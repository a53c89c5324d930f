//! Core types for the inventory-to-truck assignment client

mod error;
mod ids;

pub use error::*;
pub use ids::*;

use clap::ValueEnum;
use serde::{Deserialize, Serialize};

/// Output format for results
#[derive(Clone, Copy, Debug, Default, PartialEq, Eq, ValueEnum, Serialize, Deserialize)]
#[serde(rename_all = "lowercase")]
pub enum OutputFormat {
    #[default]
    Table,
    Json,
}

impl std::fmt::Display for OutputFormat {
    fn fmt(&self, f: &mut std::fmt::Formatter<'_>) -> std::fmt::Result {
        match self {
            OutputFormat::Table => write!(f, "table"),
            OutputFormat::Json => write!(f, "json"),
        }
    }
}
//! Read-only lookups: trucks, warehouses, inventory

use freightdesk_domain::model::{InventoryItem, Truck, Warehouse};
use freightdesk_domain::repository::{InventoryProvider, TruckProvider, WarehouseProvider};
use freightdesk_types::{ApiError, WarehouseId};
use tracing::debug;

use super::RestClient;
use crate::session::CredentialProvider;

impl<C: CredentialProvider> TruckProvider for RestClient<C> {
    fn list_trucks(&self) -> Result<Vec<Truck>, ApiError> {
        let trucks: Vec<Truck> = self.get_json("trucks")?;
        debug!(count = trucks.len(), "loaded trucks");
        Ok(trucks)
    }
}

impl<C: CredentialProvider> WarehouseProvider for RestClient<C> {
    fn list_warehouses(&self) -> Result<Vec<Warehouse>, ApiError> {
        let warehouses: Vec<Warehouse> = self.get_json("warehouses")?;
        debug!(count = warehouses.len(), "loaded warehouses");
        Ok(warehouses)
    }
}

impl<C: CredentialProvider> InventoryProvider for RestClient<C> {
    fn list_inventory(&self, warehouse_id: WarehouseId) -> Result<Vec<InventoryItem>, ApiError> {
        let items: Vec<InventoryItem> =
            self.get_json(&format!("inventory/warehouse/{}", warehouse_id))?;
        debug!(%warehouse_id, count = items.len(), "loaded inventory");
        Ok(items)
    }
}

#[cfg(test)]
mod tests {
    use std::time::Duration;

    use super::*;
    use crate::rest::stub::serve_once;
    use crate::session::Session;
    use freightdesk_domain::model::TruckStatus;
    use freightdesk_types::{InventoryId, TruckId};

    fn client(base_url: &str) -> RestClient<Session> {
        RestClient::new(base_url, Duration::from_secs(5), Session::new("secret-token")).unwrap()
    }

    #[test]
    fn test_list_trucks_sends_bearer() {
        let body = r#"[{
            "truckId": 1,
            "registrationNumber": "KA-01",
            "model": "Tata",
            "capacityWeight": 1000,
            "capacityVolume": 10,
            "status": "AVAILABLE"
        }]"#;
        let (url, handle) = serve_once("200 OK", body);

        let trucks = client(&url).list_trucks().unwrap();
        let captured = handle.join().unwrap();

        assert_eq!(captured.request_line, "GET /api/trucks HTTP/1.1");
        assert_eq!(captured.header("authorization"), Some("Bearer secret-token"));
        assert_eq!(trucks.len(), 1);
        assert_eq!(trucks[0].truck_id, TruckId(1));
        assert_eq!(trucks[0].status, TruckStatus::Available);
    }

    #[test]
    fn test_list_warehouses() {
        let body = r#"[
            {"warehouseId": 1, "name": "North", "location": "Pune", "isActive": true},
            {"warehouseId": 2, "name": "South", "isActive": false}
        ]"#;
        let (url, handle) = serve_once("200 OK", body);

        let warehouses = client(&url).list_warehouses().unwrap();
        let captured = handle.join().unwrap();

        assert_eq!(captured.request_line, "GET /api/warehouses HTTP/1.1");
        assert_eq!(warehouses.len(), 2);
        assert!(warehouses[0].active);
        assert!(!warehouses[1].active);
    }

    #[test]
    fn test_list_inventory_by_warehouse() {
        let body = r#"[{
            "inventoryId": 5,
            "itemName": "Blue Widget",
            "sku": "BW1",
            "quantity": 3,
            "weight": 2.5,
            "volume": 0.1,
            "warehouseId": 7
        }]"#;
        let (url, handle) = serve_once("200 OK", body);

        let items = client(&url).list_inventory(WarehouseId(7)).unwrap();
        let captured = handle.join().unwrap();

        assert_eq!(captured.request_line, "GET /api/inventory/warehouse/7 HTTP/1.1");
        assert_eq!(items[0].inventory_id, InventoryId(5));
        assert_eq!(items[0].name, "Blue Widget");
    }
}
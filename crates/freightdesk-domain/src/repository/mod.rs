//! Collaborator traits the planner and services depend on
//!
//! Implementations live in the infra crate (REST) and in tests (in-memory).

use freightdesk_types::{ApiError, TruckId, WarehouseId};

use crate::model::{
    AssignmentRecord, AssignmentRequest, InventoryItem, Truck, Warehouse, WarehouseAssignments,
};

/// Source of trucks that can be assigned
pub trait TruckProvider {
    fn list_trucks(&self) -> Result<Vec<Truck>, ApiError>;
}

/// Source of warehouses (origin and destination candidates)
pub trait WarehouseProvider {
    fn list_warehouses(&self) -> Result<Vec<Warehouse>, ApiError>;
}

/// Source of stock held by one warehouse
pub trait InventoryProvider {
    fn list_inventory(&self, warehouse_id: WarehouseId) -> Result<Vec<InventoryItem>, ApiError>;
}

/// Write side: creates the assignment record on the server
pub trait AssignmentGateway {
    /// Submit a validated request. A 2xx response is returned as-is, including
    /// bodies with `success: false`; the caller decides what that means.
    fn submit_assignment(&self, request: &AssignmentRequest) -> Result<AssignmentRecord, ApiError>;
}

/// Read side for existing assignments
pub trait AssignmentLookup {
    fn find_by_truck(&self, truck_id: TruckId) -> Result<Vec<AssignmentRecord>, ApiError>;

    fn find_by_warehouse(
        &self,
        warehouse_id: WarehouseId,
    ) -> Result<WarehouseAssignments, ApiError>;
}

/// Receives the hand-off after a successful submission
pub trait NavigationSink {
    fn show_truck(&mut self, truck_id: TruckId);
}

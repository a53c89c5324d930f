//! Domain layer: entity models, capacity arithmetic, and the assignment planner

pub mod model;
pub mod repository;
pub mod service;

──────────

### [EXERCISE BRIEF]
Begin with the line containing "pub trait NavigationSink" and retype it and each line after it through the end of the records, keeping them exact and including nothing more.

### [TASK ANSWER]
pub trait NavigationSink {
    fn show_truck(&mut self, truck_id: TruckId);
}

repository a53c89c5324d930f
//! Domain layer: entity models, capacity arithmetic, and the assignment planner

pub mod model;
pub mod repository;
pub mod service;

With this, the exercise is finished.